Today was a fairly wide-open day! I did some gardening, further battling the poison ivy, white flies, and red mites that are currently plaguing me. One bright area is this rose bush, so much happier since we transplanted it from where the previous owners planted it to inside the pool fence where the local deer population cannot eat it down to a nub every few months.




The girls were invited to a Easter season tea party via Zoom. They got dressed up and had tea brewed and at the ready: there were games and prizes!


The kids played Ticket to Ride and chess throughout the day, but mostly spent hours upon hours outdoors, mostly playing an imaginative game they've been playing all week. 




Tonight I noticed my handsome firstborn looking suspiciously tall so I had us measure each other against the wall and we're now exactly equal. I told him I'm cutting his rations.
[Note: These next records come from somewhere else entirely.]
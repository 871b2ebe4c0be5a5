use std::{
    collections::HashMap,
    io::ErrorKind,
    net::SocketAddr,
    path::{Path, PathBuf},
    sync::Arc,
};

use anyhow::Context;
use axum::{
    extract::{Query, State},
    http::StatusCode,
    response::IntoResponse,
    routing::get,
    Json, Router,
};
use serde::Serialize;
use thermostat_common::{BridgeConfig, DisplayUnits};
use tokio::{
    net::TcpListener,
    sync::{broadcast, oneshot},
};
use tracing::{info, warn};

use crate::{
    client::HttpDeviceClient,
    error::Error,
    notify::{BroadcastNotifier, Change},
    proxy::DeviceProxy,
};

#[derive(Clone)]
struct AppState {
    proxy: DeviceProxy,
}

#[derive(Debug, Serialize)]
struct ErrorBody {
    error: String,
}

#[derive(Debug, Serialize)]
struct ValueBody<T> {
    value: T,
}

pub async fn run() -> anyhow::Result<()> {
    tracing_subscriber::fmt()
        .with_env_filter(tracing_subscriber::EnvFilter::from_default_env())
        .init();

    let config_path = std::env::var("BRIDGE_CONFIG").ok().map(PathBuf::from);
    let mut config = match config_path.as_deref() {
        Some(path) => load_config(path).await.unwrap_or_else(|err| {
            warn!("failed to load bridge config from {}: {err:#}", path.display());
            BridgeConfig::default()
        }),
        None => BridgeConfig::default(),
    };
    apply_env_overrides(&mut config);
    config.sanitize();
    if config.device_address.is_empty() {
        return Err(Error::InvalidConfig("device address is empty".to_string()).into());
    }

    let notifier = BroadcastNotifier::new(64);
    spawn_change_log(notifier.subscribe());

    let transport = HttpDeviceClient::new(config.device_url());
    info!("forwarding to device at {}", transport.base_url());

    let proxy = DeviceProxy::new(
        config.name.clone(),
        Arc::new(transport),
        Arc::new(notifier),
        config.target,
        config.display_units,
    );
    let app = router(AppState { proxy });

    let addr = SocketAddr::from(([0, 0, 0, 0], config.listen_port));
    let listener = TcpListener::bind(addr)
        .await
        .with_context(|| format!("failed to bind bridge server at {addr}"))?;

    info!("{} bridge listening on http://{addr}", config.name);
    axum::serve(listener, app)
        .with_graceful_shutdown(shutdown_signal())
        .await?;
    Ok(())
}

async fn shutdown_signal() {
    if let Err(err) = tokio::signal::ctrl_c().await {
        warn!("failed to listen for shutdown signal: {err}");
        std::future::pending::<()>().await;
    }
    info!("shutting down");
}

async fn load_config(path: &Path) -> anyhow::Result<BridgeConfig> {
    match tokio::fs::read(path).await {
        Ok(raw) => serde_json::from_slice::<BridgeConfig>(&raw)
            .with_context(|| format!("malformed bridge config {}", path.display())),
        Err(err) if err.kind() == ErrorKind::NotFound => Ok(BridgeConfig::default()),
        Err(err) => Err(err.into()),
    }
}

fn apply_env_overrides(config: &mut BridgeConfig) {
    if let Ok(name) = std::env::var("BRIDGE_NAME") {
        config.name = name;
    }
    if let Ok(address) = std::env::var("DEVICE_ADDRESS") {
        config.device_address = address;
    }
    if let Some(port) = std::env::var("BRIDGE_HTTP_PORT")
        .ok()
        .and_then(|value| value.parse::<u16>().ok())
    {
        config.listen_port = port;
    }
}

fn spawn_change_log(mut changes: broadcast::Receiver<Change>) {
    tokio::spawn(async move {
        loop {
            match changes.recv().await {
                Ok(Change::Attribute { attribute, value }) => {
                    info!("{} changed to {value}", attribute.as_str());
                }
                Ok(Change::Mode(mode)) => {
                    info!("mode is {}", mode.as_str());
                }
                Err(broadcast::error::RecvError::Lagged(skipped)) => {
                    warn!("change log lagged, skipped {skipped} notifications");
                }
                Err(broadcast::error::RecvError::Closed) => break,
            }
        }
    });
}

fn router(state: AppState) -> Router {
    Router::new()
        .route("/api/status", get(handle_get_status))
        .route(
            "/api/target",
            get(handle_get_target).post(handle_set_target),
        )
        .route("/api/temperature", get(handle_get_temperature))
        .route("/api/humidity", get(handle_get_humidity))
        .route("/api/mode", get(handle_get_mode))
        .route("/api/units", get(handle_get_units).post(handle_set_units))
        .with_state(state)
}

async fn handle_get_status(State(state): State<AppState>) -> impl IntoResponse {
    Json(state.proxy.status())
}

async fn handle_get_target(State(state): State<AppState>) -> axum::response::Response {
    let (ack, answer) = oneshot::channel();
    state.proxy.get_target_temperature(ack);
    respond(answer).await
}

async fn handle_set_target(
    State(state): State<AppState>,
    Query(params): Query<HashMap<String, String>>,
) -> axum::response::Response {
    let Some(value) = params.get("value") else {
        return error_response(StatusCode::BAD_REQUEST, "Missing 'value' parameter");
    };
    let Ok(target) = value.parse::<f64>() else {
        return error_response(StatusCode::BAD_REQUEST, "Invalid temperature value");
    };

    let (ack, answer) = oneshot::channel();
    if let Err(err) = state.proxy.set_target_temperature(target, ack) {
        return error_response(StatusCode::BAD_REQUEST, &err.to_string());
    }
    respond(answer).await
}

async fn handle_get_temperature(State(state): State<AppState>) -> axum::response::Response {
    let (ack, answer) = oneshot::channel();
    state.proxy.get_current_temperature(ack);
    respond(answer).await
}

async fn handle_get_humidity(State(state): State<AppState>) -> axum::response::Response {
    let (ack, answer) = oneshot::channel();
    state.proxy.get_current_humidity(ack);
    respond(answer).await
}

async fn handle_get_mode(State(state): State<AppState>) -> axum::response::Response {
    let (ack, answer) = oneshot::channel();
    state.proxy.get_mode(ack);
    match answer.await {
        Ok(mode) => Json(ValueBody {
            value: mode.as_str(),
        })
        .into_response(),
        Err(_) => error_response(StatusCode::INTERNAL_SERVER_ERROR, "No answer"),
    }
}

async fn handle_get_units(State(state): State<AppState>) -> axum::response::Response {
    let (ack, answer) = oneshot::channel();
    state.proxy.get_display_units(ack);
    respond_units(answer).await
}

async fn handle_set_units(
    State(state): State<AppState>,
    Query(params): Query<HashMap<String, String>>,
) -> axum::response::Response {
    let Some(value) = params.get("value") else {
        return error_response(StatusCode::BAD_REQUEST, "Missing 'value' parameter");
    };
    let Some(units) = DisplayUnits::parse(value) else {
        return error_response(
            StatusCode::BAD_REQUEST,
            "Invalid units. Use 'CELSIUS' or 'FAHRENHEIT'",
        );
    };

    let (ack, answer) = oneshot::channel();
    state.proxy.set_display_units(units, ack);
    respond_units(answer).await
}

async fn respond(answer: oneshot::Receiver<f64>) -> axum::response::Response {
    match answer.await {
        Ok(value) => Json(ValueBody { value }).into_response(),
        Err(_) => error_response(StatusCode::INTERNAL_SERVER_ERROR, "No answer"),
    }
}

async fn respond_units(answer: oneshot::Receiver<DisplayUnits>) -> axum::response::Response {
    match answer.await {
        Ok(units) => Json(ValueBody {
            value: units.as_str(),
        })
        .into_response(),
        Err(_) => error_response(StatusCode::INTERNAL_SERVER_ERROR, "No answer"),
    }
}

fn error_response(status: StatusCode, message: &str) -> axum::response::Response {
    (
        status,
        Json(ErrorBody {
            error: message.to_string(),
        }),
    )
        .into_response()
}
Bonus Reading for Posterity:

  • A highly anticipated antibodies study based out of Santa Clara, California, was released yesterday. The researchers found that 2.5 to 4.2% of the 3330 subjects tested were found to have COVID-19 antibodies, which represents 50 to 85 times more than confirmed cases: this is very good news. COVID-19 Antibody Seroprevalence in Santa Clara County, California
  • I noted that even the typically liberal United Nations is warning about the starvation deaths and loss of education that are resulting from this lockdown. U.N. warns economic downturn could kill hundreds of thousands of children in 2020
  • Of course, the U.N. above is using modeling, which is an unreliable method. Just today, a major coronavirus model was yet again greatly reduced--and keep in mind that all the model projections were already counting on the fact that we were all self-isolating. I wasn't even going to post about yet one more model being reduced, since it has happened so many times, but I was sent this article about the history of epidemic modeling and it really is worth exploring. After Repeated Failures, It’s Time To Permanently Dump Epidemic Models.
  • I have a fondness for polite but plain-speaking folks--actually, even if I don't agree with them! Maybe it is the Midwestern background of my mother's side of the family! Mayor of Las Vegas Carolyn Goodman calls business shutdown 'total insanity'
  • On a distantly related note, I found this article on the history of indoor bathrooms quite interesting and worth the few minutes' read. How Infectious Disease Defined the American Bathroom. I truly think there are no uninteresting subjects, only uninteresting minds. One day a month ago or so, YouTube suggested to me this TED Talk on open defecation in India. How weird is that? I listened while I was getting dressed and ready one morning and the (very respectful, not at all vulgar) 15-minute academic talk provided such fascinating insight into how culture is ingrained and on the depth of religious beliefs that I rushed downstairs and gushed to my husband about poop while he tried to drink his coffee. The surprising truth of open defecation in India.